The cruise is 2½ hours long, with an open bar and a three-course dinner with perfect mid-summer fare—items like barbequed chicken, Maryland crab cakes and stuffed ricotta shells. The riverboat even has its own musician, giving the evening a soundtrack.
As with all Pride cruises, the fun actually begins well before the entertainment, the fireworks or even the food.
Upon boarding, passengers get to watch as the captain and crew perform all the rituals necessary to ensure a safe voyage. You can’t miss their scripted banter as they perform each procedural step and safety check required for launching into the river.
“The passengers stand on the side because they like watching the boat leave and come back—no propellers, no rudders and no other power source,” said Capt. Deb Bradshaw.
Measuring 68 feet long and weighing 97 tons, the Pride is powered by wheels on the back of the boat.
“We listen for the captain to give the commands from the upper deck,” said lead deckhand Rod Mease.
Next begins a series of tying or untying different nylon ropes in a certain sequence, depending on whether the boat is coming or going. The crew repeats each command so the captain can affirm that each step is completed.
“We do things the same way each time,” Bradshaw said.
Following Coast Guard regulations, the Pride’s two full-time captains track and trend weather conditions all year long. They oversee the crew of two deckhands, with several crew changes throughout the day. Captains have the ultimate responsibility for all safety measures and equipment—requirements like fire extinguishers and life jackets.

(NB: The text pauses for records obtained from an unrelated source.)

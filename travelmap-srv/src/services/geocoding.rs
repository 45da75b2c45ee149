//! Google Geocoding API client

use async_trait::async_trait;
use serde::Deserialize;
use std::time::Duration;
use tracing::{debug, error, warn};
use travelmap_common::map::session::ReverseGeocoder;
use travelmap_common::models::Coordinates;

use super::Geocoder;

const GEOCODE_URL: &str = "https://maps.googleapis.com/maps/api/geocode/json";
const USER_AGENT: &str = concat!("travelmap/", env!("CARGO_PKG_VERSION"));
const REQUEST_TIMEOUT_SECS: u64 = 30;

/// Address component type marking a city-level name
const LOCALITY_TYPE: &str = "locality";

#[derive(Debug, Deserialize)]
struct GeocodeResponse {
    status: String,
    #[serde(default)]
    results: Vec<GeocodeResult>,
    error_message: Option<String>,
}

#[derive(Debug, Deserialize)]
struct GeocodeResult {
    geometry: Geometry,
    #[serde(default)]
    address_components: Vec<AddressComponent>,
}

#[derive(Debug, Deserialize)]
struct Geometry {
    location: LatLng,
}

#[derive(Debug, Deserialize)]
struct LatLng {
    lat: f64,
    lng: f64,
}

#[derive(Debug, Deserialize)]
struct AddressComponent {
    long_name: String,
    #[serde(default)]
    types: Vec<String>,
}

/// Google Geocoding API client
///
/// Without an API key every lookup returns `None` (fail closed).
pub struct GeocodingClient {
    http_client: reqwest::Client,
    api_key: Option<String>,
}

impl GeocodingClient {
    pub fn new(api_key: Option<String>) -> Self {
        let http_client = reqwest::Client::builder()
            .user_agent(USER_AGENT)
            .timeout(Duration::from_secs(REQUEST_TIMEOUT_SECS))
            .build()
            .unwrap_or_default();
        if api_key.is_none() {
            warn!("Geocoding client created without API key; lookups will fail closed");
        }
        Self {
            http_client,
            api_key,
        }
    }

    async fn query(&self, params: &[(&str, &str)]) -> Option<GeocodeResponse> {
        let key = match &self.api_key {
            Some(key) => key.clone(),
            None => {
                error!("Google API key is not set");
                return None;
            }
        };

        let response = self
            .http_client
            .get(GEOCODE_URL)
            .query(params)
            .query(&[("key", key.as_str())])
            .send()
            .await;

        let response = match response {
            Ok(response) => response,
            Err(e) => {
                error!("Error calling Geocoding API: {}", e);
                return None;
            }
        };

        match response.json::<GeocodeResponse>().await {
            Ok(body) => Some(body),
            Err(e) => {
                error!("Failed to parse Geocoding API response: {}", e);
                None
            }
        }
    }
}

#[async_trait]
impl Geocoder for GeocodingClient {
    async fn geocode(&self, destination: &str) -> Option<Coordinates> {
        let body = self.query(&[("address", destination)]).await?;

        if body.status != "OK" || body.results.is_empty() {
            error!(
                destination = %destination,
                status = %body.status,
                error = %body.error_message.as_deref().unwrap_or(""),
                "Geocoding failed"
            );
            return None;
        }

        let location = &body.results[0].geometry.location;
        debug!(destination = %destination, lat = location.lat, lng = location.lng, "Geocoded destination");
        Some(Coordinates {
            lat: location.lat,
            lng: location.lng,
        })
    }

    async fn reverse_geocode(&self, lat: f64, lng: f64) -> Option<String> {
        let latlng = format!("{lat},{lng}");
        let body = self.query(&[("latlng", latlng.as_str())]).await?;

        if body.status != "OK" {
            warn!(status = %body.status, "Reverse geocoding failed");
            return None;
        }

        body.results.first().and_then(|result| {
            result
                .address_components
                .iter()
                .find(|component| component.types.iter().any(|t| t == LOCALITY_TYPE))
                .map(|component| component.long_name.clone())
        })
    }
}

// Map clients drive the location session through this seam.
#[async_trait]
impl ReverseGeocoder for GeocodingClient {
    async fn reverse_geocode(&self, lat: f64, lng: f64) -> Option<String> {
        Geocoder::reverse_geocode(self, lat, lng).await
    }
}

As part of his rounds, Mease ensures that the long pipe at the stern (back of the boat) has water running through it.
“You need water running through it to tell the engine is being cooled,” he said. “It’s like its exhaust system.”
The Pride doesn’t have navigational charts, so the course for the evening is based on experience, Bradshaw said. That experience is passed down from captain to captain, though they also use a GPS and a depth sounder.
“We prefer to go north toward Independence [Island],” she said. “We can get up to the Governor’s Mansion, but we usually reach Kelker [Street].”
At the end of dinner, to sit in the middle of the river, the crew “uses the paddles to stay in position, less than one-quarter mile away from where they shoot the fireworks,” said Mease. “We’re facing north, looking toward the mountains.”
If putting your hands on the deck’s railing isn’t for you, you can opt to stay inside and watch the sparks reflect off the Pride’s mirrored walls. The retro furnishings and Pennsylvania-specific names carved into its features give the interior a funhouse kind of feel. The fireworks’ colorful flashes conjure the sensation of being inside a kaleidoscope.
“It’s a laid-back, relaxed atmosphere,” Mease said. “Then when [the fireworks are] all over, we wait for all the pontoon boats to move so we can get by.”
A seat on the fireworks cruise is in high demand, with only 60 billets and a long waiting list.
“It’s a waiting list two to three years long,” said Yoder. “I have the waiting list started for 2021 already.”
A typical cruise sells up to 120 tickets, but a dinner cruise only sells as many tickets as there are seats in the dining room.
If you have tickets in hand for Independence Day’s fireworks cruise, clutch them tightly, like a golden ticket. If you miss the cruise on July 4, there is another fireworks cruise to celebrate the Kipona Festival over the Labor Day weekend.
“It’s really pretty with the reflection off the water,” Mease said. “It’s the best seat in the river for the fireworks show.”